Tuesday, May 03, 2016

Spiritus Mundi

Ace Commenter Brian pointed us to a very long piece in New York magazine from Andrew Sullivan, concerning the rise of Trump and its larger meaning. There's more to the essay than I can tackle this morning; as is usually the case with Sullivan, it alternates between brilliance and incoherence. A pull quote to get us started:
The deeper, long-term reasons for today’s rage are not hard to find, although many of us elites have shamefully found ourselves able to ignore them. The jobs available to the working class no longer contain the kind of craftsmanship or satisfaction or meaning that can take the sting out of their low and stagnant wages. The once-familiar avenues for socialization — the church, the union hall, the VFW — have become less vibrant and social isolation more common. Global economic forces have pummeled blue-collar workers more relentlessly than almost any other segment of society, forcing them to compete against hundreds of millions of equally skilled workers throughout the planet. No one asked them in the 1990s if this was the future they wanted. And the impact has been more brutal than many economists predicted. No wonder suicide and mortality rates among the white working poor are spiking dramatically.
All true. And more:
Much of the newly energized left has come to see the white working class not as allies but primarily as bigots, misogynists, racists, and homophobes, thereby condemning those often at the near-bottom rung of the economy to the bottom rung of the culture as well. A struggling white man in the heartland is now told to “check his privilege” by students at Ivy League colleges. Even if you agree that the privilege exists, it’s hard not to empathize with the object of this disdain. These working-class communities, already alienated, hear — how can they not? — the glib and easy dismissals of “white straight men” as the ultimate source of all our woes. They smell the condescension and the broad generalizations about them — all of which would be repellent if directed at racial minorities — and see themselves, in [Eric] Hoffer’s words, “disinherited and injured by an unjust order of things.”
Sullivan is getting to what Charles Murray has been writing about recently, the idea that our elites live in a bubble and have little interest in understanding the concerns of those who don't travel in the same circles. And yet, and yet...
But elites still matter in a democracy. They matter not because they are democracy’s enemy but because they provide the critical ingredient to save democracy from itself. The political Establishment may be battered and demoralized, deferential to the algorithms of the web and to the monosyllables of a gifted demagogue, but this is not the time to give up on America’s near-unique and stabilizing blend of democracy and elite responsibility. The country has endured far harsher times than the present without succumbing to rank demagoguery; it avoided the fascism that destroyed Europe; it has channeled extraordinary outpourings of democratic energy into constitutional order. It seems shocking to argue that we need elites in this democratic age — especially with vast inequalities of wealth and elite failures all around us. But we need them precisely to protect this precious democracy from its own destabilizing excesses.
How, precisely, would the elites do this? We're at a dangerous place because, I think, the elites have been dining on the seed corn. And if the economy starts to go south this year, and there is strong reason to believe it is already happening, it could be an ugly year.

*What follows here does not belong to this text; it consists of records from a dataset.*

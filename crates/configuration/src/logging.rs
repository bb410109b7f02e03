use crate::error::ConfigError;
use crate::settings::LoggingConfig;
use tracing_appender::non_blocking::WorkerGuard;
use tracing_subscriber::{fmt, prelude::*, EnvFilter};

/// Installs the global tracing subscriber.
///
/// `RUST_LOG` wins over the configured level; `debug` forces the `debug`
/// level regardless of both. When a log directory is configured the returned
/// guard must be kept alive for the lifetime of the program, or buffered
/// lines are lost on exit.
pub fn init_tracing(config: &LoggingConfig, debug: bool) -> Result<Option<WorkerGuard>, ConfigError> {
    let filter = if debug {
        EnvFilter::new("debug")
    } else {
        EnvFilter::try_from_default_env().unwrap_or_else(|_| EnvFilter::new(&config.level))
    };

    let console = fmt::layer().with_target(true);

    match &config.directory {
        Some(dir) => {
            let appender = tracing_appender::rolling::daily(dir, "hospital.log");
            let (writer, guard) = tracing_appender::non_blocking(appender);
            let file = fmt::layer().with_writer(writer).with_ansi(false);
            tracing_subscriber::registry()
                .with(filter)
                .with(console)
                .with(file)
                .try_init()
                .map_err(|e| ConfigError::LoggingError(e.to_string()))?;
            Ok(Some(guard))
        }
        None => {
            tracing_subscriber::registry()
                .with(filter)
                .with(console)
                .try_init()
                .map_err(|e| ConfigError::LoggingError(e.to_string()))?;
            Ok(None)
        }
    }
}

A shape with lion body and the head of a man,
    A gaze blank and pitiless as the sun,
    Is moving its slow thighs, while all about it
    Wind shadows of the indignant desert birds.

I hear the birds.

11 comments:

Brian said...

Who are "the elites", really? I'm not at all convinced anyone has a solid answer to that question. (I'm not even certain you and Andrew are referring to the same people, here.)

By a lot of folks' definitions, *I'm* elite: (mostly) liberal-voting, PhD-having, knowledge economy-employed, two-income childless (by choice) household-having eater of arugula. I also rent a house two blocks away from section 8 housing, drive an eight-year-old Mazda, and don't even have a dishwasher in my house. Am I elite? (Maybe I'm elite and cheap and I just don't mind washing dishes by hand that much.)

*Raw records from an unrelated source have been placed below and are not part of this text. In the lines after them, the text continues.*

use anyhow::Context;
use clap::{Parser, Subcommand, ValueEnum};
use comfy_table::Table;
use comfy_table::presets::UTF8_FULL;
use configuration::{Driver, Settings, init_tracing, load_config};
use core_types::EntityKind;
use database::{CascadePlan, HospitalRepository, SchemaInitializer};
use indicatif::{ProgressBar, ProgressStyle};
use std::path::PathBuf;
use std::sync::Arc;

/// The main entry point for the hospital records application.
#[tokio::main]
async fn main() -> anyhow::Result<()> {
    // A .env file is optional; it only feeds HOSPITAL__* overrides.
    dotenvy::dotenv().ok();

    let cli = Cli::parse();
    let settings = Arc::new(build_settings(&cli)?);
    let _log_guard = init_tracing(&settings.logging, cli.debug)?;
    tracing::debug!(
        servers = settings.servers.len(),
        databases = settings.databases.len(),
        "Configuration loaded"
    );

    match cli.command {
        Commands::Setup(args) => handle_setup(args, settings).await,
        Commands::List { entity } => handle_list(entity, settings).await,
        Commands::Delete { entity, id } => handle_delete(entity, id, settings).await,
        Commands::Routes => handle_routes(&settings),
    }
}

// ==============================================================================
// CLI Structure
// ==============================================================================

/// Patient, appointment, billing and medical records spread across several database servers.
#[derive(Parser)]
#[command(author, version, about, long_about = None)]
struct Cli {
    #[command(subcommand)]
    command: Commands,

    /// Log every statement at debug level.
    #[arg(long, global = true)]
    debug: bool,

    /// Ignore the configuration file and use this engine for every server.
    #[arg(long, global = true, value_enum)]
    driver: Option<Driver>,

    /// Root directory for SQLite servers (used with `--driver sqlite`).
    #[arg(long, global = true, default_value = "data")]
    data_dir: PathBuf,
}

#[derive(Subcommand)]
enum Commands {
    /// Create databases and tables, then insert sample data.
    Setup(SetupArgs),
    /// Print every row of one table.
    List {
        #[arg(value_enum)]
        entity: ListEntity,
    },
    /// Delete a row and, for patients, doctors and appointments, its dependents.
    Delete {
        /// patient, doctor, appointment or invoice
        #[arg(value_parser = parse_delete_target)]
        entity: DeleteTarget,
        id: i64,
    },
    /// Show where each logical database lives and what each delete touches.
    Routes,
}

#[derive(Parser)]
struct SetupArgs {
    /// Skip table creation.
    #[arg(long)]
    no_tables: bool,

    /// Skip sample data insertion.
    #[arg(long)]
    no_sample_data: bool,
}

#[derive(Clone, Copy, ValueEnum)]
enum ListEntity {
    Patients,
    Doctors,
    Appointments,
    Invoices,
    Records,
}

#[derive(Clone, Copy, Debug)]
enum DeleteTarget {
    /// Deleted together with its dependents in other databases.
    Cascading(EntityKind),
    Invoice,
}

fn parse_delete_target(value: &str) -> Result<DeleteTarget, String> {
    match value.trim().to_ascii_lowercase().as_str() {
        "invoice" | "invoices" => Ok(DeleteTarget::Invoice),
        other => other
            .parse::<EntityKind>()
            .map(DeleteTarget::Cascading)
            .map_err(|e| e.to_string()),
    }
}

fn build_settings(cli: &Cli) -> anyhow::Result<Settings> {
    match cli.driver {
        Some(Driver::Sqlite) => Ok(Settings::sqlite_layout(&cli.data_dir)),
        Some(Driver::Mysql) => Ok(Settings::default_layout()),
        None => load_config().context("failed to load configuration"),
    }
}

// ==============================================================================
// Command Logic
// ==============================================================================

async fn handle_setup(args: SetupArgs, settings: Arc<Settings>) -> anyhow::Result<()> {
    let initializer = SchemaInitializer::new(database::connect(settings));

    if !args.no_tables {
        let report = initializer.create_schema().await?;
        println!(
            "Schema ready: {} tables across {} databases",
            report.table_count(),
            report.prepared.len()
        );
    }

    if !args.no_sample_data {
        let progress_bar = ProgressBar::new(5);
        progress_bar.set_style(
            ProgressStyle::default_bar()
                .template("{spinner:.green} [{elapsed_precise}] [{bar:30.cyan/blue}] {pos}/{len} {msg}")?
                .progress_chars("#>-"),
        );
        let report = initializer
            .seed_sample_data(|table| {
                progress_bar.set_message(format!("Inserting {table}..."));
                progress_bar.inc(1);
            })
            .await;
        progress_bar.finish_with_message("Sample data inserted!");
        println!(
            "{} patients, {} doctors, {} appointments, {} invoices, {} medical records",
            report.patients, report.doctors, report.appointments, report.invoices, report.medical_records
        );
    }

    Ok(())
}

async fn handle_list(entity: ListEntity, settings: Arc<Settings>) -> anyhow::Result<()> {
    let repo = HospitalRepository::new(database::connect(settings));
    let mut table = Table::new();
    table.load_preset(UTF8_FULL);

    match entity {
        ListEntity::Patients => {
            table.set_header(vec!["ID", "Name", "Date of birth", "Gender", "Phone", "Email"]);
            for p in repo.list_patients().await? {
                table.add_row(vec![
                    p.patient_id.to_string(),
                    p.full_name(),
                    p.date_of_birth.to_string(),
                    cell(&p.gender),
                    cell(&p.phone),
                    cell(&p.email),
                ]);
            }
        }
        ListEntity::Doctors => {
            table.set_header(vec!["ID", "Name", "Specialization", "Phone", "Email"]);
            for d in repo.list_doctors().await? {
                table.add_row(vec![
                    d.doctor_id.to_string(),
                    d.full_name(),
                    cell(&d.specialization),
                    cell(&d.phone),
                    cell(&d.email),
                ]);
            }
        }
        ListEntity::Appointments => {
            table.set_header(vec!["ID", "Patient", "Doctor", "Date", "Time", "Status", "Notes"]);
            for details in repo.list_appointment_details().await? {
                let a = &details.appointment;
                table.add_row(vec![
                    a.appointment_id.to_string(),
                    named(a.patient_id, &details.patient_name),
                    named(a.doctor_id, &details.doctor_name),
                    a.appointment_date.to_string(),
                    a.appointment_time.format("%H:%M").to_string(),
                    a.status.to_string(),
                    cell(&a.notes),
                ]);
            }
        }
        ListEntity::Invoices => {
            table.set_header(vec!["ID", "Patient", "Appointment", "Amount", "Status", "Issued", "Due", "Paid"]);
            for details in repo.list_invoice_details().await? {
                let i = &details.invoice;
                table.add_row(vec![
                    i.invoice_id.to_string(),
                    named(i.patient_id, &details.patient_name),
                    cell(&i.appointment_id),
                    format!("${:.2}", i.amount),
                    i.payment_status.to_string(),
                    i.issue_date.to_string(),
                    i.due_date.to_string(),
                    cell(&i.payment_date),
                ]);
            }
        }
        ListEntity::Records => {
            table.set_header(vec!["ID", "Patient", "Doctor", "Date", "Diagnosis", "Treatment"]);
            for r in repo.list_medical_records().await? {
                table.add_row(vec![
                    r.record_id.to_string(),
                    r.patient_id.to_string(),
                    cell(&r.doctor_id),
                    r.record_date.to_string(),
                    cell(&r.diagnosis),
                    cell(&r.treatment),
                ]);
            }
        }
    }

    println!("{table}");
    Ok(())
}

async fn handle_delete(entity: DeleteTarget, id: i64, settings: Arc<Settings>) -> anyhow::Result<()> {
    let repo = HospitalRepository::new(database::connect(settings));

    let report = match entity {
        DeleteTarget::Invoice => {
            let rows = repo.delete_invoice(id).await?;
            println!("Deleted {rows} invoice(s)");
            return Ok(());
        }
        DeleteTarget::Cascading(kind) => repo.cascade().run(kind, id).await,
    };

    for step in report.failed_dependents() {
        eprintln!("Could not clean up {}: {:?}", step.step, step.result);
    }
    if !report.succeeded() {
        anyhow::bail!("failed to delete {} {}", report.kind, id);
    }
    println!("Deleted {} {} and its dependent records", report.kind, id);
    Ok(())
}

fn handle_routes(settings: &Settings) -> anyhow::Result<()> {
    let mut table = Table::new();
    table.load_preset(UTF8_FULL);
    table.set_header(vec!["Logical database", "Server", "Driver", "Host", "Schema", "Backup"]);

    for (name, route) in &settings.databases {
        let (driver, host) = match settings.servers.get(&route.server) {
            Some(server) => (server.driver.to_string(), server.host.clone()),
            None => ("-".to_string(), "(not configured)".to_string()),
        };
        let backup = settings.backups.get(name).cloned().unwrap_or_else(|| "-".to_string());
        table.add_row(vec![
            name.clone(),
            route.server.clone(),
            driver,
            host,
            route.database.clone(),
            backup,
        ]);
    }

    println!("{table}");

    let mut plans = Table::new();
    plans.load_preset(UTF8_FULL);
    plans.set_header(vec!["Deleting", "Dependents (in order)", "Then"]);
    for plan in CascadePlan::all() {
        let dependents: Vec<String> = plan.dependents.iter().map(ToString::to_string).collect();
        plans.add_row(vec![
            plan.kind.to_string(),
            dependents.join("\n"),
            plan.root.to_string(),
        ]);
    }
    println!("{plans}");
    Ok(())
}

/// An id followed by the name it resolves to, or a marker when the row is gone.
fn named(id: i64, name: &Option<String>) -> String {
    match name {
        Some(name) => format!("{name} (#{id})"),
        None => format!("Unknown (#{id})"),
    }
}

fn cell<T: ToString>(value: &Option<T>) -> String {
    value.as_ref().map(ToString::to_string).unwrap_or_default()
}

Clearly there's more to elite-ness than money: Donald Trump being the loudest and most orange Exhibit A.

I think it is safe to say Barack Obama is elite now. I also think it is safe to say he didn't start that way. When did he get his elite card punched? When he became president? When he won his first election? When he got into Harvard?

I honestly don't know.

So on one hand, I (think I) agree with you that Sully's point (his thesis, apparently) about "elites" being a necessary check on the tendencies of democracy towards excess, populism, and ultimately tyranny is...a bit incoherent. But maybe that's because I'm not entirely sure who, exactly, he is talking about.

Benster said...

Couldn't one argue that Trump is a member of the elite? As is Bernie Sanders and Hillary Clinton? This cycle has been the strangest one I have seen, but there is no doubting in my mind that Trump could be the man who has positioned himself right. One could reasonably argue that the men the elites have pushed into 1600 Penn since Reagan have been questionable choices at best.

Mr. D said...

I think we're actually pretty close. Sullivan would apparently consider himself elite and he's certainly a nationally known figure, if not exactly a household name. But will anyone who doesn't already read his stuff care what he thinks? He quotes Hoffer at great length, but he has to understand he's (to use Hoffer's formulation) a man of words, not a man of action. Trump is, without question, a man of action.

As an aside, you may, to a certain extent, travel in elite circles, but when I think of the elite, you ain't it. So you don't have any obligation to check the populism of Trump supporters, unless you feel like it.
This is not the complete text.